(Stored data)
+ + +

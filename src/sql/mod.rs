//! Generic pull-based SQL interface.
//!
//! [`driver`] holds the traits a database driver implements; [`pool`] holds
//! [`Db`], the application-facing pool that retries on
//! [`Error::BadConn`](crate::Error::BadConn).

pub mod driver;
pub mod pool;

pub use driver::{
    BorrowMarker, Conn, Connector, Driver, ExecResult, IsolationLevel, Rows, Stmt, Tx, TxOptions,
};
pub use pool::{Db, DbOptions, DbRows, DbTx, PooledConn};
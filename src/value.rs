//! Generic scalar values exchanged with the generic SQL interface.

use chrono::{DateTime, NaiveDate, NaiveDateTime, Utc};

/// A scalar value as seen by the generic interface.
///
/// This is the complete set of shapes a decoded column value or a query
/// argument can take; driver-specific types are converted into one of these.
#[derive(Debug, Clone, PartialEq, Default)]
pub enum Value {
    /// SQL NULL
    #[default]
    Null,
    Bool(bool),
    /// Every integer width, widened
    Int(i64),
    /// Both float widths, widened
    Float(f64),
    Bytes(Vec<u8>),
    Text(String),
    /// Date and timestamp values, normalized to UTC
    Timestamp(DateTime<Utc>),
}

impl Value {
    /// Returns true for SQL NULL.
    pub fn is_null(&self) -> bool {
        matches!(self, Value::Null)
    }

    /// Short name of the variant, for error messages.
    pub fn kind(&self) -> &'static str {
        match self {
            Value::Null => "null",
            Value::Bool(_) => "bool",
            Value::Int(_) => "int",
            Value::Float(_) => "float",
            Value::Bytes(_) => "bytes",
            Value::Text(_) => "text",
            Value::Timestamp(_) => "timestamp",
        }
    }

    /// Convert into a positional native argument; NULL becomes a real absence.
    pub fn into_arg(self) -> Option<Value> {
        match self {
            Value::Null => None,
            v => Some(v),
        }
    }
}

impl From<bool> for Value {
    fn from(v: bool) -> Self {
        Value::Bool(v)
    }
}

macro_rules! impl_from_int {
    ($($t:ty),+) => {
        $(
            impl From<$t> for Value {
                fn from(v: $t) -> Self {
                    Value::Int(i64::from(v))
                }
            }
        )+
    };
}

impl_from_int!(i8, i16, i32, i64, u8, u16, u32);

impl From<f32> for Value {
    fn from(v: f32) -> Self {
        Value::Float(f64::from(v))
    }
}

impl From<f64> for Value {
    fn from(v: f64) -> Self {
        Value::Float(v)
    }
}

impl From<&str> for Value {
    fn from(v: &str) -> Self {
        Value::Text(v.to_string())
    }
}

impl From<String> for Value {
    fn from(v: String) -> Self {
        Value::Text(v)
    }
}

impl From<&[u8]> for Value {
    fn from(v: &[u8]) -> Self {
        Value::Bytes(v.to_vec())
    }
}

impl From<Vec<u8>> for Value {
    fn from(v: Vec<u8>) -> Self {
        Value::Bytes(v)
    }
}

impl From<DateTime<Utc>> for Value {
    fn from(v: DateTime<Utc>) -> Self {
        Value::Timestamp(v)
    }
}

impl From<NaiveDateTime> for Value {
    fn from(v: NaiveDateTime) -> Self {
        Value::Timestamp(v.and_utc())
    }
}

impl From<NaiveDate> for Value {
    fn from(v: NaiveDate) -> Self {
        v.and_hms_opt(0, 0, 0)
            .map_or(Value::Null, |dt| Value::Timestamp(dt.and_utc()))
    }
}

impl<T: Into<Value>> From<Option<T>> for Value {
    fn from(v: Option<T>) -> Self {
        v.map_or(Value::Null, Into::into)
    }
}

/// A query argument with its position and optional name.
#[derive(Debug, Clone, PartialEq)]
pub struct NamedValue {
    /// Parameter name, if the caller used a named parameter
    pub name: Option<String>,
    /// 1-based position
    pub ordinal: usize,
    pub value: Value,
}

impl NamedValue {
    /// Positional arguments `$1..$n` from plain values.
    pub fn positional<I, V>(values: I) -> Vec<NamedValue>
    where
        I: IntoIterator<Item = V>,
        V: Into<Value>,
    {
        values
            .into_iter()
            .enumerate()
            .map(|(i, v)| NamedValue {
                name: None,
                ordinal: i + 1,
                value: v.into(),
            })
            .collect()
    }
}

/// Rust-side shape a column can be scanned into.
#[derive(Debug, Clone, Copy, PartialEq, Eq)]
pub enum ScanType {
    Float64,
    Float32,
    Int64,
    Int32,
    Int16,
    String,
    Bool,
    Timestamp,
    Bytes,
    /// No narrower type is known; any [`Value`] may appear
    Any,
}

+ + +

TASK >> Look through the entries above. Copy each line in which the string "Debug" occurs.

RESPONSE TO THIS EXERCISE >>
#[derive(Debug, Clone, PartialEq, Default)]
#[derive(Debug, Clone, PartialEq)]
#[derive(Debug, Clone, Copy, PartialEq, Eq)]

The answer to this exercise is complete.